For the primary comparison of the drug exposure with the number of stool pathogens identified and the outcome of serum pharmacokinetic measurements, log-Cmax and log-AUC0–24 values for each drug were modelled as functions of enteropathogen burden using multivariable linear regression with percentage change in Cmax or AUC0–24 per each pathogen detected (95% CI) as the estimated effect size. To account for asymptomatic carriage of pathogens, and to estimate associations among individuals with gastrointestinal symptoms, we included a binary term indicating the presence of gastrointestinal symptoms (ie, diarrhoea or abdominal pain at the time of stool sample collection). Models were further adjusted for mg/kg drug dose, sex, age, and body-mass index (BMI) Z score. All participants were kept in the models. Models that used the presence of an abnormal faecal myeloperoxidase or α1-antitrypsin rather than gastrointestinal symptoms were also constructed. An exploratory analysis evaluating associations between individual pathogens and serum drug exposure was performed using the same framework as described above; whereas log-Cmax and log-AUC0–24 were modelled as functions of the presence of individual enteropathogens, with percentage change in Cmax or AUC0–24 if the pathogen was detected (95% CI) as the estimated effect size. Data were analysed in R (version 3.6.1). Statistical controls were included in the models to control for potential confounding variables including age, sex, drug dose, and malnutrition. Partipants lost to follow-up were not included in analysis. Not all children had ethambutol and pyrazinamide pharmackinetics if they were not treated with these medicines (table 2); these children were not included in models in which ethambutol or pyrazinamide was the dependent variable.
Table 2:
Rifampicin (n=44) | Isoniazid (n=44) | Pyrazinamide (n=38)* | Ethambutol (n=39)* | |
---|---|---|---|---|
C max , mg/L | ||||
Concentration | 4·5 (2·6–7·4) | 3·2 (2·1–5·5) | 30·2 (20·2–40·5) | 0·9 (0·7–1·7) |
Number at target† | 8 (18%) | 24 (54%) | 28 (74%) | 6 (15%) |
AUC 0–24 , mg×hr/L | ||||
Concentration | 22·7 (12·6–39·0) | 13·0 (7·1–21·3) | 276·0 (181·8–391·4) | 9·4 (5·1–13·7) |
Number at target‡ | 13/37 (35%) | 2/40 (5%) | 11/34 (32%) | .. |
Dose, mg/kg | 11·8 (9·2–13·9) | 6·0 (4·6–7·0) | 30·4 (23·5–36·5) | 21·2 (16·6–25·6) |
Data are n (%) or median (IQR) unless otherwise specified. Cmax=peak serum concentration. AUC0–24=area under the concentration curve from 0–24 hours.

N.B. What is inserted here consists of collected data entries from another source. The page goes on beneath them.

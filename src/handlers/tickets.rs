use axum::{
    extract::{Path, State},
    http::StatusCode,
    response::{IntoResponse, Json},
};
use chrono::{DateTime, Utc};
use rust_decimal::Decimal;
use serde::{Deserialize, Serialize};
use utoipa::ToSchema;
use uuid::Uuid;

use crate::auth::AuthUser;
use crate::entities::ticket;
use crate::entities::ticket_type::TicketKind;
use crate::errors::ServiceError;
use crate::services::reservations::BuyerContact;
use crate::{ApiResponse, AppState};

#[derive(Debug, Serialize, ToSchema)]
pub struct TicketResponse {
    pub id: Uuid,
    pub event_id: Uuid,
    pub transaction_id: String,
    pub unit_index: i32,
    pub ticket_kind: String,
    pub unit_price: Decimal,
    pub holder_name: Option<String>,
    pub qr_payload: String,
    pub issued_at: DateTime<Utc>,
}

impl From<ticket::Model> for TicketResponse {
    fn from(model: ticket::Model) -> Self {
        Self {
            id: model.id,
            event_id: model.event_id,
            transaction_id: model.transaction_id,
            unit_index: model.unit_index,
            ticket_kind: model.ticket_kind,
            unit_price: model.unit_price,
            holder_name: model.holder_name,
            qr_payload: model.qr_payload,
            issued_at: model.issued_at,
        }
    }
}

#[derive(Debug, Deserialize, ToSchema)]
pub struct BookDirectRequest {
    pub ticket_kind: TicketKind,
    pub holder_name: Option<String>,
    pub holder_email: Option<String>,
}

#[derive(Debug, Serialize, ToSchema)]
pub struct TicketVerification {
    pub valid: bool,
    pub buyer_id: Uuid,
    pub event_id: Uuid,
    pub transaction_id: String,
    pub unit_index: i32,
    pub issued_at: DateTime<Utc>,
}

#[utoipa::path(
    post,
    path = "/api/v1/events/{id}/book",
    params(("id" = Uuid, Path, description = "Event id")),
    request_body = BookDirectRequest,
    responses(
        (status = 201, description = "Ticket booked", body = TicketResponse),
        (status = 404, description = "Unknown event or ticket type", body = crate::errors::ErrorResponse),
        (status = 422, description = "No tickets available", body = crate::errors::ErrorResponse)
    ),
    tag = "Tickets"
)]
pub async fn book_direct(
    State(state): State<AppState>,
    user: AuthUser,
    Path(event_id): Path<Uuid>,
    Json(req): Json<BookDirectRequest>,
) -> Result<impl IntoResponse, ServiceError> {
    let contact = BuyerContact {
        name: req.holder_name.or(user.name),
        email: req.holder_email.or(user.email),
    };

    let ticket = state
        .services
        .reservations
        .book_direct(user.id, event_id, req.ticket_kind, contact)
        .await?;

    Ok((
        StatusCode::CREATED,
        Json(ApiResponse::success(TicketResponse::from(ticket))),
    ))
}

#[utoipa::path(
    get,
    path = "/api/v1/tickets",
    responses(
        (status = 200, description = "The caller's tickets, newest first")
    ),
    tag = "Tickets"
)]
pub async fn list_my_tickets(
    State(state): State<AppState>,
    user: AuthUser,
) -> Result<impl IntoResponse, ServiceError> {
    let tickets = state.services.tickets.list_for_buyer(user.id).await?;
    let tickets: Vec<TicketResponse> = tickets.into_iter().map(TicketResponse::from).collect();
    Ok(Json(ApiResponse::success(tickets)))
}

#[utoipa::path(
    get,
    path = "/api/v1/tickets/{id}/verify",
    params(("id" = Uuid, Path, description = "Ticket id")),
    responses(
        (status = 200, description = "Decoded, verified QR claims", body = TicketVerification),
        (status = 400, description = "Payload failed verification", body = crate::errors::ErrorResponse),
        (status = 404, description = "Ticket not found", body = crate::errors::ErrorResponse)
    ),
    tag = "Tickets"
)]
pub async fn verify_ticket(
    State(state): State<AppState>,
    user: AuthUser,
    Path(ticket_id): Path<Uuid>,
) -> Result<impl IntoResponse, ServiceError> {
    let ticket = state
        .services
        .tickets
        .get(ticket_id)
        .await?
        .ok_or_else(|| ServiceError::NotFound(format!("Ticket {} not found", ticket_id)))?;

    // Scanners run with organizer or admin credentials; buyers may verify
    // their own tickets.
    if ticket.buyer_id != user.id && !user.role.can_manage_events() {
        return Err(ServiceError::Forbidden(
            "ticket belongs to another buyer".to_string(),
        ));
    }

    let claims = state.services.tickets.verify_payload(&ticket.qr_payload)?;

    // The payload must agree with the row it is stored on.
    let consistent = claims.buyer_id == ticket.buyer_id
        && claims.event_id == ticket.event_id
        && claims.transaction_id == ticket.transaction_id
        && claims.unit_index == ticket.unit_index;
    if !consistent {
        return Err(ServiceError::ValidationError(
            "qr payload does not match the ticket record".to_string(),
        ));
    }

    Ok(Json(ApiResponse::success(TicketVerification {
        valid: true,
        buyer_id: claims.buyer_id,
        event_id: claims.event_id,
        transaction_id: claims.transaction_id,
        unit_index: claims.unit_index,
        issued_at: claims.issued_at,
    })))
}
use chrono::{DateTime, Utc};
use sea_orm::entity::prelude::*;
use serde::{Deserialize, Serialize};
use uuid::Uuid;

/// A scheduled discount window for an event. Discounts are never persisted
/// onto tickets; `services::pricing::effective_price` recomputes them from
/// these rows wherever a price is reported.
#[derive(Clone, Debug, PartialEq, Eq, DeriveEntityModel, Serialize, Deserialize)]
#[sea_orm(table_name = "sale_phases")]
pub struct Model {
    #[sea_orm(primary_key, auto_increment = false)]
    pub id: Uuid,
    pub event_id: Uuid,
    pub phase_name: String,
    pub start_date: DateTime<Utc>,
    pub end_date: DateTime<Utc>,
    pub discount_percent: i32,
}

#[derive(Copy, Clone, Debug, EnumIter, DeriveRelation)]
pub enum Relation {
    #[sea_orm(
        belongs_to = "super::event::Entity",
        from = "Column::EventId",
        to = "super::event::Column::Id"
    )]
    Event,
}

impl Related<super::event::Entity> for Entity {
    fn to() -> RelationDef {
        Relation::Event.def()
    }
}

impl ActiveModelBehavior for ActiveModel {}
use crate::config::AppConfig;
use crate::errors::ServiceError;
use sea_orm::{ConnectOptions, Database, DatabaseConnection};
use sea_orm_migration::MigratorTrait;
use std::time::Duration;
use tracing::{debug, error, info};

/// Type alias for a database connection pool
pub type DbPool = DatabaseConnection;

/// Configuration for database connection
#[derive(Debug, Clone)]
pub struct DbConfig {
    /// Database connection URL
    pub url: String,
    /// Maximum number of connections
    pub max_connections: u32,
    /// Minimum number of connections
    pub min_connections: u32,
    /// Connection timeout duration
    pub connect_timeout: Duration,
    /// Idle timeout duration
    pub idle_timeout: Duration,
    /// Acquire connection timeout
    pub acquire_timeout: Duration,
}

impl Default for DbConfig {
    fn default() -> Self {
        Self {
            url: String::new(),
            max_connections: 10,
            min_connections: 1,
            connect_timeout: Duration::from_secs(30),
            idle_timeout: Duration::from_secs(600),
            acquire_timeout: Duration::from_secs(8),
        }
    }
}

impl From<&AppConfig> for DbConfig {
    fn from(cfg: &AppConfig) -> Self {
        Self {
            url: cfg.database_url.clone(),
            max_connections: cfg.db_max_connections,
            min_connections: cfg.db_min_connections,
            connect_timeout: Duration::from_secs(cfg.db_connect_timeout_secs),
            idle_timeout: Duration::from_secs(cfg.db_idle_timeout_secs),
            acquire_timeout: Duration::from_secs(cfg.db_acquire_timeout_secs),
        }
    }
}

/// Establishes a connection pool with default tuning.
pub async fn establish_connection(database_url: &str) -> Result<DbPool, ServiceError> {
    let config = DbConfig {
        url: database_url.to_string(),
        ..Default::default()
    };

    establish_connection_with_config(&config).await
}

/// Establishes a connection pool to the database with custom configuration
pub async fn establish_connection_with_config(config: &DbConfig) -> Result<DbPool, ServiceError> {
    debug!("Configuring database connection with: {:?}", config);

    let mut opt = ConnectOptions::new(config.url.clone());
    opt.max_connections(config.max_connections)
        .min_connections(config.min_connections)
        .connect_timeout(config.connect_timeout)
        .acquire_timeout(config.acquire_timeout)
        .idle_timeout(config.idle_timeout)
        .sqlx_logging(false);

    info!(
        "Connecting to database with max_connections={}",
        config.max_connections
    );

    let db_pool = Database::connect(opt).await?;

    info!("Database connection pool established successfully");

    Ok(db_pool)
}

/// Establish DB pool using AppConfig tuning
pub async fn establish_connection_from_app_config(cfg: &AppConfig) -> Result<DbPool, ServiceError> {
    let db_cfg: DbConfig = cfg.into();
    establish_connection_with_config(&db_cfg).await
}

/// Runs the embedded database migrations
pub async fn run_migrations(pool: &DbPool) -> Result<(), ServiceError> {
    info!("Running database migrations");
    let start = std::time::Instant::now();

    let result = crate::migrator::Migrator::up(pool, None)
        .await
        .map_err(ServiceError::DatabaseError);

    let elapsed = start.elapsed();
    match &result {
        Ok(_) => info!("Database migrations completed successfully in {:?}", elapsed),
        Err(e) => error!("Database migrations failed after {:?}: {}", elapsed, e),
    }

    result
}

/// Checks if the database connection is active
pub async fn check_connection(pool: &DbPool) -> Result<(), ServiceError> {
    pool.ping().await.map_err(ServiceError::DatabaseError)
}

Pyrazinamide and ethambutol were not administered in some instances at the discretion of the treating physicians.
Target Cmax defined as ≥8 mg/L for rifampicin, ≥3 mg/L for isoniazid, ≥20 mg/L for pyrazinamide, ≥2 mg/L for ethambutol.16
Target AUC0–24 defined as ≥35 mg × h/L for rifampicin, ≥52 mg × h/L for isoniazid, ≥363 mg × h/L for pyrazinamide.4
Role of the funding source
The funder had no role in study design, data collection, data analysis, data interpretation, or writing of the report.
Results
58 children undergoing tuberculosis treatment with first-line therapy were enrolled between June 25, 2016, and Feb 6, 2018. Stool samples were provided by 51 participants at the time of enrolment. Pharmacokinetic data (blood samples) were collected in 44 participants (four were lost to follow-up, two died before pharmacokinetic sampling, and we were unable to obtain adequate serum sampling in one); these 44 were included in the final analysis. The median age of participants was 2·25 years (IQR 1·28–5·23), 20 (45%) were female, 24 (55%) were male (gender was reported by the child’s guardian), and 37 (84%) had moderate or severe malnutrition, with median weight-for-age Z scores of −3·42, median height-for-age Z scores of−2·37, and median BMI Z scores of −1·98 (table 1). 32 (73%) had gastrointestinal symptoms and 41 (93%) received non-dispersible drug formulations. All children were negative for HIV.
Table 1:
Participants (n=44) | |
---|---|
Age, years | 2·25 (1·28–5·23) |
Sex | |
Female | 20 (45%) |
Male | 24 (55%) |
Moderate or severe malnutrition* | 37 (84%) |
Weight-for-age Z score | −3·42 (−4·38 to −2·01) |
Height-for-age Z score | −2·73 (−4·17 to −1·47) |
BMI Z score | −1·98 (−3·06 to −0·73) |
Haemoglobin, mg/dL | 9·6 (8·15–11·05) |
Previous history of tuberculosis | 3 (7%) |
Microbiological confirmation† | 29 (66%) |
HIV positive | 0 |
Fever for 1 week | 40 (91%) |
Gastrointestinal symptoms‡ | 32 (73%) |
Abdominal pain | 1 (25%) |
Diarrhoea | 27 (61%) |
Antibiotic use before stool collection | 40 (91%) |
Non-dispersible (crushed) tuberculosis drug preparation | 41 (93%) |
Number of enteropathogens detected per participant | |
0 | 6 (14%) |
1 | 7 (16%) |
2 | 13 (30%) |
3 | 14 (32%) |
4 | 2 (5%) |
5 | 1 (2%) |
6 | 1 (2%) |
Enteropathogens detected | 2·1 (1·3) |
Bacterial enteropathogens | 1·3 (1·0) |
Enteroaggregative Escherichia coli | 28 (64%) |
Clostridioides difficile | 23 (52%) |
Campylobacter | 9 (20%) |
Typical enteropathogenic E coli | 9 (20%) |
Enterotoxigenic E coli | 8 (18%) |
Shigella | 3 (7%) |
Atypical enteropathogenic E coli | 3 (7%) |
Helicobacter pylori | 2 (5%) |
Shiga-toxin-producing E coli | 1 (2%) |
Salmonella | 1 (2%) |
Viral enteropathogens | 0·4 (0·5) |
Sapovirus | 9 (20%) |
Norovirus | 8 (18%) |
Adenovirus | 2 (5%) |
Astrovirus | 2 (5%) |
Parasitic enteropathogens | 0·5 (0·6) |
Giardia | 16 (34%) |
Cryptosporidium | 4 (9%) |
Enterocytozoon bieneusi | 3 (7%) |
Data are n (%), mean (SD), or median (IQR) unless otherwise specified. Enteropathogens not depicted were not detected. BMI=body mass index.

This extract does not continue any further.